*What the exercise asks*
Restate verbatim the span of lines below between the line with "persisted scan: one" and the line with "#[derive(Debug, Clone, PartialEq, Eq, Serialize)]", including those two lines, and only that span.

*Data extract*
========================

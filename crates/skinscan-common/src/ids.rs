use std::sync::atomic::{AtomicU64, Ordering};
use std::time::{Duration, SystemTime, UNIX_EPOCH};

use sha2::{Digest, Sha256};

static ID_COUNTER: AtomicU64 = AtomicU64::new(0);

/// Milliseconds since the Unix epoch; used for capture names and storage keys.
pub fn epoch_millis() -> u128 {
    SystemTime::now()
        .duration_since(UNIX_EPOCH)
        .unwrap_or_else(|_| Duration::from_secs(0))
        .as_millis()
}

/// A fresh 32-hex-digit identifier for a scan record.
///
/// Unique within a process (monotonic counter) and across processes (pid + clock).
pub fn new_record_id() -> String {
    let now = SystemTime::now()
        .duration_since(UNIX_EPOCH)
        .unwrap_or_else(|_| Duration::from_secs(0));
    let counter = ID_COUNTER.fetch_add(1, Ordering::Relaxed);
    let pid = std::process::id();

    let mut h = Sha256::new();
    h.update(now.as_nanos().to_le_bytes());
    h.update(pid.to_le_bytes());
    h.update(counter.to_le_bytes());
    let digest = h.finalize();
    hex_lower(&digest[..16])
}

fn hex_lower(bytes: &[u8]) -> String {
    const HEX: &[u8; 16] = b"0123456789abcdef";
    let mut out = String::with_capacity(bytes.len() * 2);
    for &b in bytes {
        out.push(HEX[(b >> 4) as usize] as char);
        out.push(HEX[(b & 0x0f) as usize] as char);
    }
    out
}
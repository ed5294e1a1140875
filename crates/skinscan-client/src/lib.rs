//! Client side of SkinScan: everything between the user's image and a saved history row.
//!
//! The current user is never ambient. Operations that need one take an explicit
//! [`session::Session`], and sign-in state changes are observed through
//! [`session::SessionEvents`].

pub mod account;
pub mod analysis;
pub mod auth;
pub mod backend;
pub mod camera;
pub mod capture;
pub mod config;
pub mod error;
pub mod image_file;
pub mod notice;
pub mod scans;
pub mod session;
pub mod storage;
pub mod tables;

#[cfg(test)]
pub(crate) mod testing;
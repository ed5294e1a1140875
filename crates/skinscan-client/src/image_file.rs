use std::path::Path;

use base64::Engine;
use image::ImageFormat;

use crate::error::ClientError;

/// An image ready for upload: a name, a MIME type, and the encoded bytes.
#[derive(Debug, Clone, PartialEq, Eq)]
pub struct ImageFile {
    pub name: String,
    pub content_type: String,
    pub bytes: Vec<u8>,
}

impl ImageFile {
    /// Read a picked file. Any `image/*` type is accepted; size and dimensions are not checked.
    pub fn from_path(path: &Path) -> Result<Self, ClientError> {
        let content_type = ImageFormat::from_path(path)
            .map(|f| f.to_mime_type().to_string())
            .map_err(|_| ClientError::NotAnImage(path.display().to_string()))?;
        let name = path
            .file_name()
            .map(|n| n.to_string_lossy().to_string())
            .ok_or_else(|| ClientError::NotAnImage(path.display().to_string()))?;
        let bytes = std::fs::read(path)?;
        Self::new(name, content_type, bytes)
    }

    pub fn new(name: String, content_type: String, bytes: Vec<u8>) -> Result<Self, ClientError> {
        if !content_type.starts_with("image/") {
            return Err(ClientError::NotAnImage(name));
        }
        Ok(Self {
            name,
            content_type,
            bytes,
        })
    }

    /// `data:<type>;base64,<payload>`, as a browser file reader would produce.
    pub fn to_data_url(&self) -> String {
        format!(
            "data:{};base64,{}",
            self.content_type,
            base64::engine::general_purpose::STANDARD.encode(&self.bytes)
        )
    }
}
use std::fmt;
use std::str::FromStr;

use chrono::{DateTime, Utc};
use serde::{Deserialize, Deserializer, Serialize};

/// A structured assessment of one skin image, as produced by the analysis gateway.
#[derive(Debug, Clone, PartialEq, Serialize, Deserialize)]
pub struct ScanResult {
    /// Condition label chosen by the model, e.g. "Acne"
    pub disease_name: String,
    /// Model-asserted confidence, 0-100
    pub confidence_score: u8,
    /// Raw severity text from the model; see [`ScanResult::severity_level`]
    pub severity: String,
    #[serde(default, deserialize_with = "null_as_empty")]
    pub symptoms: Vec<String>,
    #[serde(default, deserialize_with = "null_as_empty")]
    pub recommendations: Vec<String>,
    #[serde(default, deserialize_with = "null_as_empty")]
    pub food_recommendations: Vec<String>,
}

/// Stored rows may hold `null` in the array columns.
fn null_as_empty<'de, D>(deserializer: D) -> Result<Vec<String>, D::Error>
where
    D: Deserializer<'de>,
{
    Ok(Option::<Vec<String>>::deserialize(deserializer)?.unwrap_or_default())
}

impl ScanResult {
    /// The severity as a known level, or `None` when the model used some other wording.
    pub fn severity_level(&self) -> Option<Severity> {
        self.severity.parse().ok()
    }
}

#[derive(Debug, Clone, Copy, PartialEq, Eq, Serialize, Deserialize)]
#[serde(rename_all = "lowercase")]
pub enum Severity {
    Mild,
    Moderate,
    Severe,
}

impl Severity {
    pub fn as_str(self) -> &'static str {
        match self {
            Severity::Mild => "mild",
            Severity::Moderate => "moderate",
            Severity::Severe => "severe",
        }
    }
}

impl fmt::Display for Severity {
    fn fmt(&self, f: &mut fmt::Formatter<'_>) -> fmt::Result {
        f.write_str(self.as_str())
    }
}

#[derive(Debug, Clone, PartialEq, Eq, thiserror::Error)]
#[error("unknown severity: {0}")]
pub struct UnknownSeverity(pub String);

impl FromStr for Severity {
    type Err = UnknownSeverity;

    fn from_str(s: &str) -> Result<Self, Self::Err> {
        match s.trim().to_ascii_lowercase().as_str() {
            "mild" => Ok(Severity::Mild),
            "moderate" => Ok(Severity::Moderate),
            "severe" => Ok(Severity::Severe),
            _ => Err(UnknownSeverity(s.to_string())),
        }
    }
}

/// A persisted scan: one row of the `skin_scans` table.
#[derive(Debug, Clone, PartialEq, Serialize, Deserialize)]
pub struct ScanRecord {
    pub id: String,
    pub user_id: String,
    /// Public URL of the uploaded image
    pub image_url: String,
    #[serde(flatten)]
    pub result: ScanResult,
    pub created_at: DateTime<Utc>,
}

impl ScanRecord {
    pub fn new(
        id: String,
        user_id: &str,
        image_url: &str,
        result: ScanResult,
        created_at: DateTime<Utc>,
    ) -> Self {
        Self {
            id,
            user_id: user_id.to_string(),
            image_url: image_url.to_string(),
            result,
            created_at,
        }
    }
}

/// Per-user profile row holding the display name and the age gate.
#[derive(Debug, Clone, PartialEq, Eq, Serialize, Deserialize)]
pub struct Profile {
    pub id: String,
    #[serde(default)]
    pub full_name: Option<String>,
    #[serde(default)]
    pub age: Option<u32>,
    #[serde(default)]
    pub is_adult: bool,
}

impl Profile {
    /// A profile is complete once the user has stated their age.
    pub fn is_complete(&self) -> bool {
        self.age.is_some()
    }
}

/// Fields written when the user fills in their details.
#[derive(Debug, Clone, PartialEq, Eq, Serialize)]
pub struct ProfileUpdate {
    pub full_name: String,
    pub age: u32,
    pub is_adult: bool,
}

pub const ADULT_AGE: u32 = 18;

impl ProfileUpdate {
    pub fn new(full_name: &str, age: u32) -> Self {
        Self {
            full_name: full_name.trim().to_string(),
            age,
            is_adult: age >= ADULT_AGE,
        }
    }
}
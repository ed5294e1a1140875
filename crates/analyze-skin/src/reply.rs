/// Extraction and validation of the model's free-text reply.
///
/// The model is asked for bare JSON but frequently wraps it in a markdown fence.
/// One fence-stripping pass is made, then the text must parse as a JSON object
/// whose `disease_name`, `confidence_score`, and `severity` are all truthy.
/// Nothing here touches the network.
use std::sync::LazyLock;

use regex::Regex;
use serde_json::{Map, Value};

use skinscan_common::model::ScanResult;

static DATA_URL_PREFIX: LazyLock<Regex> =
    LazyLock::new(|| Regex::new(r"^data:image/[^;,]+;base64,").expect("valid regex"));
static JSON_FENCE: LazyLock<Regex> =
    LazyLock::new(|| Regex::new(r"```json\s*([\s\S]*?)\s*```").expect("valid regex"));
static ANY_FENCE: LazyLock<Regex> =
    LazyLock::new(|| Regex::new(r"```\s*([\s\S]*?)\s*```").expect("valid regex"));

#[derive(Debug, thiserror::Error)]
pub enum ReplyError {
    #[error("Failed to parse AI response as JSON")]
    Parse(#[source] serde_json::Error),

    #[error("Invalid response format from AI")]
    Invalid { detail: String },
}

impl ReplyError {
    fn invalid(detail: impl Into<String>) -> Self {
        ReplyError::Invalid {
            detail: detail.into(),
        }
    }
}

/// Drop a leading `data:image/<fmt>;base64,` marker, leaving the bare payload.
pub fn strip_data_url_prefix(image: &str) -> &str {
    match DATA_URL_PREFIX.find(image) {
        Some(m) => &image[m.end()..],
        None => image,
    }
}

/// Return the body of the first fenced code block, preferring a `json` fence.
///
/// Text without a fence is returned trimmed.
pub fn strip_code_fences(content: &str) -> &str {
    JSON_FENCE
        .captures(content)
        .or_else(|| ANY_FENCE.captures(content))
        .and_then(|caps| caps.get(1))
        .map_or(content, |m| m.as_str())
        .trim()
}

pub fn parse_model_reply(content: &str) -> Result<ScanResult, ReplyError> {
    let json = strip_code_fences(content);
    let value: Value = serde_json::from_str(json).map_err(ReplyError::Parse)?;
    validate_reply(value)
}

fn validate_reply(value: Value) -> Result<ScanResult, ReplyError> {
    let Value::Object(obj) = value else {
        return Err(ReplyError::invalid("reply is not a JSON object"));
    };

    let disease_name = required_text(&obj, "disease_name")?;
    let confidence_score = required_score(&obj, "confidence_score")?;
    let severity = required_text(&obj, "severity")?;

    Ok(ScanResult {
        disease_name,
        confidence_score,
        severity,
        symptoms: string_list(&obj, "symptoms")?,
        recommendations: string_list(&obj, "recommendations")?,
        food_recommendations: string_list(&obj, "food_recommendations")?,
    })
}

fn required_text(obj: &Map<String, Value>, field: &str) -> Result<String, ReplyError> {
    match obj.get(field) {
        Some(Value::String(s)) if !s.trim().is_empty() => Ok(s.clone()),
        Some(Value::String(_)) => Err(ReplyError::invalid(format!("{field} is empty"))),
        Some(other) => Err(ReplyError::invalid(format!(
            "{field} must be a string, got {other}"
        ))),
        None => Err(ReplyError::invalid(format!("{field} is missing"))),
    }
}

/// Zero counts as missing, as it is falsy. Any other number is rounded and
/// clamped into 0-100.
fn required_score(obj: &Map<String, Value>, field: &str) -> Result<u8, ReplyError> {
    let score = match obj.get(field) {
        Some(Value::Number(n)) => n.as_f64(),
        Some(Value::String(s)) => s.trim().parse::<f64>().ok(),
        Some(_) => None,
        None => return Err(ReplyError::invalid(format!("{field} is missing"))),
    }
    .ok_or_else(|| ReplyError::invalid(format!("{field} is not a number")))?;

    if score == 0.0 || score.is_nan() {
        return Err(ReplyError::invalid(format!("{field} is zero")));
    }
    Ok(score.round().clamp(0.0, 100.0) as u8)
}

fn string_list(obj: &Map<String, Value>, field: &str) -> Result<Vec<String>, ReplyError> {
    match obj.get(field) {
        None | Some(Value::Null) => Ok(Vec::new()),
        Some(Value::Array(items)) => items
            .iter()
            .map(|item| match item {
                Value::String(s) => Ok(s.clone()),
                other => Err(ReplyError::invalid(format!(
                    "{field} must contain strings, got {other}"
                ))),
            })
            .collect(),
        Some(other) => Err(ReplyError::invalid(format!(
            "{field} must be an array, got {other}"
        ))),
    }
}
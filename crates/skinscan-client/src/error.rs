use reqwest::StatusCode;

use crate::analysis::AnalysisError;
use crate::capture::CaptureError;

/// Failure talking to the hosted backend (identity, storage, tables).
#[derive(Debug, thiserror::Error)]
pub enum BackendError {
    #[error("request failed: {0}")]
    Request(#[from] reqwest::Error),

    #[error("invalid response JSON: {0}")]
    InvalidJson(#[from] serde_json::Error),

    #[error("{message}")]
    Api { status: StatusCode, message: String },

    #[error("invalid URL: {0}")]
    Url(String),
}

#[derive(Debug, thiserror::Error)]
pub enum ClientError {
    #[error("config error: {0}")]
    Config(String),

    #[error(transparent)]
    Backend(#[from] BackendError),

    #[error(transparent)]
    Analysis(#[from] AnalysisError),

    #[error(transparent)]
    Capture(#[from] CaptureError),

    #[error("You must be 18 or older to use this service.")]
    AgeVerificationRequired,

    #[error("You must be 18 or older to use this service.")]
    Underage { age: u32 },

    #[error("not an image file: {0}")]
    NotAnImage(String),

    #[error("failed to read image: {0}")]
    Io(#[from] std::io::Error),

    #[error("scan not found: {0}")]
    ScanNotFound(String),

    #[error("no profile for user {0}")]
    ProfileMissing(String),
}
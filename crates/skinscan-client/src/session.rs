use std::fmt;

use futures::Stream;
use serde::{Deserialize, Serialize};
use tokio::sync::broadcast;
use tracing::warn;

#[derive(Debug, Clone, PartialEq, Eq, Serialize, Deserialize)]
pub struct User {
    pub id: String,
    #[serde(default)]
    pub email: Option<String>,
}

/// An authenticated session. Passed explicitly to every operation acting as the user.
#[derive(Clone, PartialEq, Eq, Deserialize)]
pub struct Session {
    pub access_token: String,
    #[serde(default)]
    pub refresh_token: Option<String>,
    pub user: User,
}

impl fmt::Debug for Session {
    fn fmt(&self, f: &mut fmt::Formatter<'_>) -> fmt::Result {
        f.debug_struct("Session")
            .field("user", &self.user)
            .field("access_token", &"<redacted>")
            .finish()
    }
}

#[derive(Debug, Clone, PartialEq, Eq)]
pub enum SessionEvent {
    SignedIn(Session),
    SignedOut,
}

impl SessionEvent {
    pub fn session(&self) -> Option<&Session> {
        match self {
            SessionEvent::SignedIn(s) => Some(s),
            SessionEvent::SignedOut => None,
        }
    }
}

const EVENT_BUFFER: usize = 16;

/// Fan-out of session changes to any number of subscribers.
#[derive(Clone)]
pub struct SessionEvents {
    tx: broadcast::Sender<SessionEvent>,
}

impl Default for SessionEvents {
    fn default() -> Self {
        Self::new()
    }
}

impl SessionEvents {
    pub fn new() -> Self {
        let (tx, _) = broadcast::channel(EVENT_BUFFER);
        Self { tx }
    }

    pub fn emit(&self, event: SessionEvent) {
        // No subscribers is fine; nobody is watching.
        let _ = self.tx.send(event);
    }

    /// A stream of every event emitted after this call. Slow subscribers skip
    /// what they missed rather than block the emitter.
    pub fn subscribe(&self) -> impl Stream<Item = SessionEvent> + Send + 'static {
        let rx = self.tx.subscribe();
        futures::stream::unfold(rx, |mut rx| async move {
            loop {
                match rx.recv().await {
                    Ok(event) => return Some((event, rx)),
                    Err(broadcast::error::RecvError::Lagged(skipped)) => {
                        warn!(skipped, "session event subscriber lagged");
                    }
                    Err(broadcast::error::RecvError::Closed) => return None,
                }
            }
        })
    }
}
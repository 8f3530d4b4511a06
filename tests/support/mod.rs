#![allow(dead_code)]
//! A simulated platform for driving `TickSched` from tests.
use nohz::{
    AccountKind, AlreadyPast, Clock, Config, CpuId, EventDevice, Instant, Platform, TaskContext,
    TickSched, NEXT_TIMER_MAX_DELTA,
};
use std::{collections::HashMap, sync::Mutex, time::Duration};

pub const TICK: Duration = Duration::from_millis(1);

/// The mock clock starts here, so that the time base never sits at zero.
pub const BOOT: Instant = Instant::from_nanos(1_000_000_000);

pub fn trace_init() -> impl Drop {
    use tracing_subscriber::{prelude::*, EnvFilter};
    let filter = EnvFilter::from_env("RUST_LOG");
    tracing_subscriber::fmt()
        .with_test_writer()
        .without_time()
        .with_env_filter(filter)
        .finish()
        .set_default()
}

pub fn cpu(n: u32) -> CpuId {
    CpuId::new(n)
}

/// Returns the instant `ticks` tick periods after boot.
pub fn at_tick(ticks: u64) -> Instant {
    BOOT + TICK * ticks as u32
}

#[derive(Debug)]
pub struct MockPlatform {
    state: Mutex<State>,
}

#[derive(Debug)]
pub struct State {
    pub now: Instant,
    pub max_deferment: Duration,
    pub highres_ok: bool,
    pub cpus: Vec<MockCpu>,
    pub accounted: HashMap<(AccountKind, CpuId), u64>,
}

#[derive(Debug, Clone)]
pub struct MockCpu {
    pub need_resched: bool,
    pub softirqs: u32,
    /// The jiffy at which the next software timer expires.
    pub next_timer: Option<u64>,
    pub rcu_needs_cpu: bool,
    pub rcu_pending: bool,
    pub posix_timers: bool,
    pub runnable: usize,
    pub adaptive_set: bool,
    pub current: TaskContext,
    pub iowait: usize,
    pub online: bool,
    pub oneshot: bool,
    pub armed: Option<Instant>,
    pub programmed: Vec<Instant>,
    pub cancels: usize,
    pub timer_softirqs: usize,
    pub ipis: usize,
    pub rcu_user: bool,
}

impl MockPlatform {
    pub fn new(ncpus: usize) -> Self {
        Self {
            state: Mutex::new(State {
                now: BOOT,
                max_deferment: Duration::from_secs(10),
                highres_ok: true,
                cpus: vec![MockCpu::default(); ncpus],
                accounted: HashMap::new(),
            }),
        }
    }

    pub fn with<T>(&self, f: impl FnOnce(&mut State) -> T) -> T {
        f(&mut self.state.lock().unwrap())
    }

    pub fn cpu<T>(&self, cpu: CpuId, f: impl FnOnce(&mut MockCpu) -> T) -> T {
        self.with(|state| f(&mut state.cpus[cpu.as_usize()]))
    }

    pub fn set_now(&self, now: Instant) {
        self.with(|state| {
            assert!(now >= state.now, "mock clock must not go backwards");
            state.now = now;
        })
    }

    pub fn advance(&self, by: Duration) {
        self.with(|state| state.now += by)
    }

    pub fn set_max_deferment(&self, max: Duration) {
        self.with(|state| state.max_deferment = max)
    }

    pub fn accounted(&self, kind: AccountKind, cpu: CpuId) -> u64 {
        self.with(|state| state.accounted.get(&(kind, cpu)).copied().unwrap_or(0))
    }

    pub fn total_accounted(&self, cpu: CpuId) -> u64 {
        [AccountKind::Idle, AccountKind::User, AccountKind::System]
            .into_iter()
            .map(|kind| self.accounted(kind, cpu))
            .sum()
    }

    pub fn programmed(&self, cpu: CpuId) -> Vec<Instant> {
        self.cpu(cpu, |c| c.programmed.clone())
    }

    pub fn last_programmed(&self, cpu: CpuId) -> Option<Instant> {
        self.cpu(cpu, |c| c.programmed.last().copied())
    }

    pub fn armed(&self, cpu: CpuId) -> Option<Instant> {
        self.cpu(cpu, |c| c.armed)
    }

    /// Puts the idle task on `cpu`.
    pub fn run_idle(&self, cpu: CpuId) {
        self.cpu(cpu, |c| {
            c.current = TaskContext {
                idle: true,
                user_mode: false,
                has_mm: false,
            };
            c.runnable = 0;
        })
    }

    /// Puts a single user task on `cpu`, interrupted in user mode.
    pub fn run_user_task(&self, cpu: CpuId) {
        self.cpu(cpu, |c| {
            c.current = TaskContext {
                idle: false,
                user_mode: true,
                has_mm: true,
            };
            c.runnable = 1;
        })
    }
}

impl Default for MockCpu {
    fn default() -> Self {
        Self {
            need_resched: false,
            softirqs: 0,
            next_timer: None,
            rcu_needs_cpu: false,
            rcu_pending: false,
            posix_timers: false,
            runnable: 1,
            adaptive_set: false,
            current: TaskContext::default(),
            iowait: 0,
            online: true,
            oneshot: true,
            armed: None,
            programmed: Vec::new(),
            cancels: 0,
            timer_softirqs: 0,
            ipis: 0,
            rcu_user: false,
        }
    }
}

impl Clock for MockPlatform {
    fn now(&self) -> Instant {
        self.with(|state| state.now)
    }

    fn max_deferment(&self) -> Duration {
        self.with(|state| state.max_deferment)
    }

    fn valid_for_highres(&self) -> bool {
        self.with(|state| state.highres_ok)
    }
}

impl EventDevice for MockPlatform {
    fn program(&self, cpu: CpuId, deadline: Instant) -> Result<(), AlreadyPast> {
        self.with(|state| {
            if deadline <= state.now {
                return Err(AlreadyPast { deadline });
            }
            let c = &mut state.cpus[cpu.as_usize()];
            c.armed = Some(deadline);
            c.programmed.push(deadline);
            Ok(())
        })
    }

    fn cancel(&self, cpu: CpuId) {
        self.cpu(cpu, |c| {
            c.armed = None;
            c.cancels += 1;
        })
    }

    fn is_armed(&self, cpu: CpuId) -> bool {
        self.with(|state| {
            let now = state.now;
            state.cpus[cpu.as_usize()]
                .armed
                .map_or(false, |deadline| deadline > now)
        })
    }

    fn oneshot_available(&self, cpu: CpuId) -> bool {
        self.cpu(cpu, |c| c.oneshot)
    }
}

impl Platform for MockPlatform {
    fn need_resched(&self, cpu: CpuId) -> bool {
        self.cpu(cpu, |c| c.need_resched)
    }

    fn pending_softirqs(&self, cpu: CpuId) -> u32 {
        self.cpu(cpu, |c| c.softirqs)
    }

    fn raise_timer_softirq(&self, cpu: CpuId) {
        self.cpu(cpu, |c| c.timer_softirqs += 1)
    }

    fn next_timer_interrupt(&self, cpu: CpuId, after: u64) -> u64 {
        self.cpu(cpu, |c| c.next_timer)
            .unwrap_or(after + NEXT_TIMER_MAX_DELTA)
    }

    fn rcu_needs_cpu(&self, cpu: CpuId) -> bool {
        self.cpu(cpu, |c| c.rcu_needs_cpu)
    }

    fn rcu_pending(&self, cpu: CpuId) -> bool {
        self.cpu(cpu, |c| c.rcu_pending)
    }

    fn rcu_user_enter(&self, cpu: CpuId) {
        self.cpu(cpu, |c| c.rcu_user = true)
    }

    fn rcu_user_exit(&self, cpu: CpuId) {
        self.cpu(cpu, |c| c.rcu_user = false)
    }

    fn posix_timers_active(&self, cpu: CpuId) -> bool {
        self.cpu(cpu, |c| c.posix_timers)
    }

    fn sched_can_stop_tick(&self, cpu: CpuId) -> bool {
        self.cpu(cpu, |c| c.runnable <= 1)
    }

    fn cpu_in_adaptive_set(&self, cpu: CpuId) -> bool {
        self.cpu(cpu, |c| c.adaptive_set)
    }

    fn current(&self, cpu: CpuId) -> TaskContext {
        self.cpu(cpu, |c| c.current)
    }

    fn nr_iowait(&self, cpu: CpuId) -> usize {
        self.cpu(cpu, |c| c.iowait)
    }

    fn cpu_online(&self, cpu: CpuId) -> bool {
        self.cpu(cpu, |c| c.online)
    }

    fn account_ticks(&self, kind: AccountKind, cpu: CpuId, ticks: u64) {
        self.with(|state| *state.accounted.entry((kind, cpu)).or_default() += ticks)
    }

    fn send_nohz_exit_ipi(&self, target: CpuId) {
        self.cpu(target, |c| c.ipis += 1)
    }
}

/// Builds a `TickSched` over `ncpus` mock CPUs, all running their high
/// resolution tick emulation, with the clock at [`BOOT`].
pub fn highres(ncpus: usize) -> TickSched<MockPlatform> {
    highres_with(ncpus, &Config::new())
}

pub fn highres_with(ncpus: usize, config: &Config) -> TickSched<MockPlatform> {
    let sched = TickSched::new(MockPlatform::new(ncpus), ncpus, config);
    for cpu in CpuId::all(ncpus) {
        sched.setup_sched_timer(cpu);
    }
    sched
}

/// Advances the mock clock to `tick` and runs the tick handler on every CPU in
/// `cpus`.
pub fn tick_to(sched: &TickSched<MockPlatform>, tick: u64, cpus: &[CpuId]) {
    sched.platform().set_now(at_tick(tick));
    for &cpu in cpus {
        sched.on_tick(cpu);
    }
}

========================

*The completed task*
/// A persisted scan: one row of the `skin_scans` table.
#[derive(Debug, Clone, PartialEq, Serialize, Deserialize)]
pub struct ScanRecord {
    pub id: String,
    pub user_id: String,
    /// Public URL of the uploaded image
    pub image_url: String,
    #[serde(flatten)]
    pub result: ScanResult,
    pub created_at: DateTime<Utc>,
}

impl ScanRecord {
    pub fn new(
        id: String,
        user_id: &str,
        image_url: &str,
        result: ScanResult,
        created_at: DateTime<Utc>,
    ) -> Self {
        Self {
            id,
            user_id: user_id.to_string(),
            image_url: image_url.to_string(),
            result,
            created_at,
        }
    }
}

/// Per-user profile row holding the display name and the age gate.
#[derive(Debug, Clone, PartialEq, Eq, Serialize, Deserialize)]
pub struct Profile {
    pub id: String,
    #[serde(default)]
    pub full_name: Option<String>,
    #[serde(default)]
    pub age: Option<u32>,
    #[serde(default)]
    pub is_adult: bool,
}

impl Profile {
    /// A profile is complete once the user has stated their age.
    pub fn is_complete(&self) -> bool {
        self.age.is_some()
    }
}

/// Fields written when the user fills in their details.
#[derive(Debug, Clone, PartialEq, Eq, Serialize)]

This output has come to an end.